There is no single, perfect recipe for making everything work as it should. However, there are some steps you can take to minimize the risk of the problems described:
Perform strategic analysis of a business domain: organise workshops, collect and analyse business requirements. You can use one or combination of the following methods – Event Storming, Domain Storytelling, Impact Mapping, Story Storming, Wardley Maps and many more
Divide your business domain into multiple subdomains: define a type for each: core (complex business logic, something that makes your company unique in the market), supportive (less complex, in-house or outsourced, nothing really unique), or generic (you can buy it as it exists in the market and fits your needs). Next, wrap them inside boundaries. Then decide where to apply the transaction script, active record, service layer or domain model
Calculate the traffic that your application will have to handle: the number of reads and write operations, database transactions, and amount of data to be stored, etc. Include peak calculations – I prefer 3x standard estimate, some people do 5x or more
Prepare the simplest infrastructure architecture that can handle it: no worries, if your application goes viral, then you will have a chance to use a lot of different frameworks, libraries, or components that are popular. Just start simple (KISS - Keep It Simple Stupid)

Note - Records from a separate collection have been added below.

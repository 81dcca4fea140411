use crate::core::comparator::Comparator;
use crate::core::fixtures::{self, Fixtures};
use crate::core::scenario::Scenario;
use crate::core::trace::TraceLog;
use crate::core::{
    BackendResult, CharacterCount, Outcome, Person, ScenarioReport, StreamBackend, TimingSample,
};
use crate::utils::error::{HarnessError, Result};
use crate::utils::monitor::SystemMonitor;
use std::time::Instant;

/// Text form of a pipeline result, used in reports and mismatch errors.
pub trait Render {
    fn render(&self) -> String;
}

impl Render for f64 {
    fn render(&self) -> String {
        self.to_string()
    }
}

impl Render for Person {
    fn render(&self) -> String {
        self.to_string()
    }
}

impl Render for String {
    fn render(&self) -> String {
        self.clone()
    }
}

impl Render for CharacterCount {
    fn render(&self) -> String {
        self.to_string()
    }
}

impl<T: Render> Render for Vec<T> {
    fn render(&self) -> String {
        let items: Vec<String> = self.iter().map(Render::render).collect();
        format!("[{}]", items.join(", "))
    }
}

impl<T: Render> Render for Option<T> {
    fn render(&self) -> String {
        match self {
            Some(value) => value.render(),
            None => "<absent>".to_string(),
        }
    }
}

struct Disagreement {
    backend: String,
    expected: String,
    actual: String,
}

/// Runs each scenario through every backend and checks that they agree.
pub struct ComparisonHarness {
    backends: Vec<Box<dyn StreamBackend>>,
    timed_backends: Option<Vec<String>>,
    fixtures: Fixtures,
    timing_upper: i32,
    monitor: SystemMonitor,
}

impl ComparisonHarness {
    pub fn new(backends: Vec<Box<dyn StreamBackend>>) -> Self {
        Self::new_with_monitoring(backends, false)
    }

    pub fn new_with_monitoring(backends: Vec<Box<dyn StreamBackend>>, monitor_enabled: bool) -> Self {
        Self {
            backends,
            timed_backends: None,
            fixtures: Fixtures::default(),
            timing_upper: i32::MAX,
            monitor: SystemMonitor::new(monitor_enabled),
        }
    }

    pub fn with_fixtures(mut self, fixtures: Fixtures) -> Self {
        self.fixtures = fixtures;
        self
    }

    pub fn with_timing_upper(mut self, upper: i32) -> Self {
        self.timing_upper = upper;
        self
    }

    /// Restrict timing scenarios to the named backends. Unset means all.
    pub fn with_timed_backends(mut self, names: Vec<String>) -> Self {
        self.timed_backends = Some(names);
        self
    }

    pub fn fixtures(&self) -> &Fixtures {
        &self.fixtures
    }

    pub fn backend_names(&self) -> Vec<&str> {
        self.backends.iter().map(|backend| backend.name()).collect()
    }

    /// Runs one scenario. A disagreement is reported as `Outcome::Mismatch`
    /// instead of an error so later scenarios still run.
    pub fn run(&mut self, scenario: Scenario) -> Result<ScenarioReport> {
        let (report, _) = self.execute(scenario)?;
        Ok(report)
    }

    /// Like [`run`](Self::run), but a disagreement becomes `HarnessError::Mismatch`.
    pub fn verify(&mut self, scenario: Scenario) -> Result<ScenarioReport> {
        match self.execute(scenario)? {
            (_, Some(diff)) => Err(HarnessError::Mismatch {
                scenario: scenario.name().to_string(),
                backend: diff.backend,
                expected: diff.expected,
                actual: diff.actual,
            }),
            (report, None) => Ok(report),
        }
    }

    pub fn run_all(&mut self, scenarios: &[Scenario]) -> Result<Vec<ScenarioReport>> {
        tracing::info!(
            "Running {} scenarios on backends: {}",
            scenarios.len(),
            self.backend_names().join(", ")
        );

        let mut reports = Vec::with_capacity(scenarios.len());
        for &scenario in scenarios {
            let report = self.run(scenario)?;
            match report.outcome {
                Outcome::Agreed => tracing::info!("✅ {}", scenario),
                Outcome::Timed => tracing::info!("⏱️ {}", scenario),
                Outcome::Mismatch => tracing::error!(
                    "❌ {}: {}",
                    scenario,
                    report.detail.as_deref().unwrap_or("backends disagree")
                ),
            }
            reports.push(report);
        }
        Ok(reports)
    }

    fn execute(&mut self, scenario: Scenario) -> Result<(ScenarioReport, Option<Disagreement>)> {
        if self.backends.is_empty() {
            return Err(HarnessError::MissingConfigError {
                field: "backends".to_string(),
            });
        }
        tracing::debug!("Starting scenario {}", scenario);

        let fx = self.fixtures.clone();
        let by_age = fixtures::age_diff_comparator();

        let result = match scenario {
            Scenario::SumFilteredScaled => self.agree(scenario, fx.expected_price_sum, |backend| {
                backend.sum_filtered_scaled(&fx.prices, fx.price_threshold, fx.price_factor)
            }),
            Scenario::SortAscending => {
                let expected = stable_sorted(&fx.people, &by_age);
                self.agree(scenario, Some(expected), |backend| {
                    backend.sorted_by(&fx.people, &by_age)
                })
            }
            Scenario::SortDescending => {
                let desc = by_age.reversed();
                let expected = stable_sorted(&fx.people, &desc);
                self.agree(scenario, Some(expected), |backend| {
                    backend.sorted_by(&fx.people, &desc)
                })
            }
            Scenario::MinByAge => {
                let expected = fx
                    .people
                    .iter()
                    .min_by(|left, right| by_age.compare(left, right))
                    .cloned();
                self.agree(scenario, Some(expected), |backend| {
                    backend.min_by(&fx.people, &by_age)
                })
            }
            Scenario::MinOfEmpty => self.agree(scenario, Some(None), |backend| {
                backend.min_by(&[], &by_age)
            }),
            Scenario::GroupAndCount => {
                let expected =
                    fx.symbols
                        .iter()
                        .fold(CharacterCount::new(), |mut counts, symbol| {
                            counts.increment(symbol);
                            counts
                        });
                self.agree(scenario, Some(expected), |backend| {
                    backend.group_and_count(&fx.symbols)
                })
            }
            Scenario::Descending => {
                let expected: Vec<String> = fx.reverse_names.iter().rev().cloned().collect();
                self.agree(scenario, Some(expected), |backend| {
                    backend.descending(&fx.reverse_names)
                })
            }
            Scenario::LazyFindFirst => self.lazy_find_first(scenario, &fx),
            Scenario::TimedRange => {
                let pipeline = fixtures::timed_range_pipeline(self.timing_upper);
                (self.timed(scenario, |backend| backend.range_transform(&pipeline)), None)
            }
            Scenario::TimedRangeFiltered => {
                let pipeline = fixtures::timed_range_filtered_pipeline(self.timing_upper);
                (self.timed(scenario, |backend| backend.range_transform(&pipeline)), None)
            }
        };

        Ok(result)
    }

    /// 有期望值時每個 backend 都要等於它，否則以第一個 backend 的結果當作基準
    fn agree<R, F>(
        &self,
        scenario: Scenario,
        expected: Option<R>,
        mut op: F,
    ) -> (ScenarioReport, Option<Disagreement>)
    where
        R: PartialEq + Render,
        F: FnMut(&dyn StreamBackend) -> R,
    {
        let outputs: Vec<(String, R)> = self
            .backends
            .iter()
            .map(|backend| (backend.name().to_string(), op(backend.as_ref())))
            .collect();

        let disagreement = find_disagreement(&outputs, expected.as_ref());
        let results = outputs
            .iter()
            .map(|(backend, value)| BackendResult {
                backend: backend.clone(),
                result: value.render(),
            })
            .collect();

        let (outcome, detail) = match &disagreement {
            Some(diff) => (
                Outcome::Mismatch,
                Some(format!(
                    "{}: expected {}, got {}",
                    diff.backend, diff.expected, diff.actual
                )),
            ),
            None => (Outcome::Agreed, None),
        };

        let report = ScenarioReport {
            scenario: scenario.name().to_string(),
            outcome,
            results,
            detail,
            trace: Vec::new(),
            timings: Vec::new(),
        };
        (report, disagreement)
    }

    fn lazy_find_first(
        &self,
        scenario: Scenario,
        fx: &Fixtures,
    ) -> (ScenarioReport, Option<Disagreement>) {
        // 直接用 std iterator 算期望值，不經過 trace
        let expected = fx
            .names
            .iter()
            .find(|name| name.chars().count() == fx.name_length)
            .map(|name| name.to_uppercase());

        let mut trace_lines = Vec::new();
        let (mut report, disagreement) = self.agree(scenario, Some(expected), |backend| {
            let trace = TraceLog::new();
            let found = backend.find_first_of_length(&fx.names, fx.name_length, &trace);
            trace_lines.extend(
                trace
                    .lines()
                    .into_iter()
                    .map(|line| format!("[{}] {}", backend.name(), line)),
            );
            found
        });
        report.trace = trace_lines;
        (report, disagreement)
    }

    fn timed<F>(&mut self, scenario: Scenario, mut op: F) -> ScenarioReport
    where
        F: FnMut(&dyn StreamBackend) -> i32,
    {
        let mut timings = Vec::new();
        for backend in &self.backends {
            let selected = self
                .timed_backends
                .as_ref()
                .map_or(true, |names| names.iter().any(|name| name == backend.name()));
            if !selected {
                continue;
            }

            self.monitor
                .log_stats(&format!("{} / {} start", scenario, backend.name()));
            let start = Instant::now();
            let value = op(backend.as_ref());
            let elapsed = start.elapsed();
            self.monitor
                .log_stats(&format!("{} / {} end", scenario, backend.name()));

            tracing::info!(
                "⏱️ {} on {}: {} ms (value {})",
                scenario,
                backend.name(),
                elapsed.as_millis(),
                value
            );
            timings.push(TimingSample {
                backend: backend.name().to_string(),
                elapsed,
                value,
            });
        }

        let detail = timings
            .iter()
            .map(|sample| format!("{}: {} ms", sample.backend, sample.elapsed.as_millis()))
            .collect::<Vec<_>>()
            .join(", ");

        ScenarioReport {
            scenario: scenario.name().to_string(),
            outcome: Outcome::Timed,
            results: Vec::new(),
            detail: Some(detail),
            trace: Vec::new(),
            timings,
        }
    }
}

Choose deployment strategy: you can start with a single deployment unit (e.g. modular monolith) or multiple deployment units (e.g. microservices). If you decide on the second option, please find a clear reason(s) – is there any area that is less fault tolerant than others? Is there an area that requires increased security? Do you think there is an area that will change more frequently? Is there any area that will be used heavily from day one? Do you have multiple teams in different time zones?
Document your architecture and decisions: you can do it through the architecture decision log - it should lay as close to code as possible, e.g. in the form of .adoc or. md files inside the repository and C4 model
Write tests for your architecture: yes, it can be tested! In .NET you can use NetArchTest or ArchUnitNet, in Java ArchUnit.
Divide your work into vertical slices: try to deliver a feature or a usable part of it instead of first preparing the database, then the application layer, and then API. Think of a cake - you usually do not eat cream, bisquit and fruits separately
No or very short branches: if you follow trunk-based development with pair & mob programming, you will omit the need for PRs as the review will be handled by your partner during coding. If you don’t think that you are ready for this, follow short-living branches – e.g. each branch has to be closed within 4 hours from the start. This way you have small PRs, frequent changes and easy merge/rebase
Automate as much as you can: in the best-case scenario there would be no manual step required. This means you will need a good test strategy and run them automatically each time. Thanks to it, you will be able to release multiple times per day. If this is not possible due to some circumstances, try to release it every week or sprint
Release a new version only to part of your users:, then incrementally raise the number. You can use canary releases or blue-green deployments with feature toggles
Extendable and maintainable software architecture is extremely important because it has a significant impact on the performance and agility of a software system. Properly designed architecture can make a system more scalable, maintainable, and easier to modify, which can save time and resources in the long run.
And what about you? How do you approach software architecture?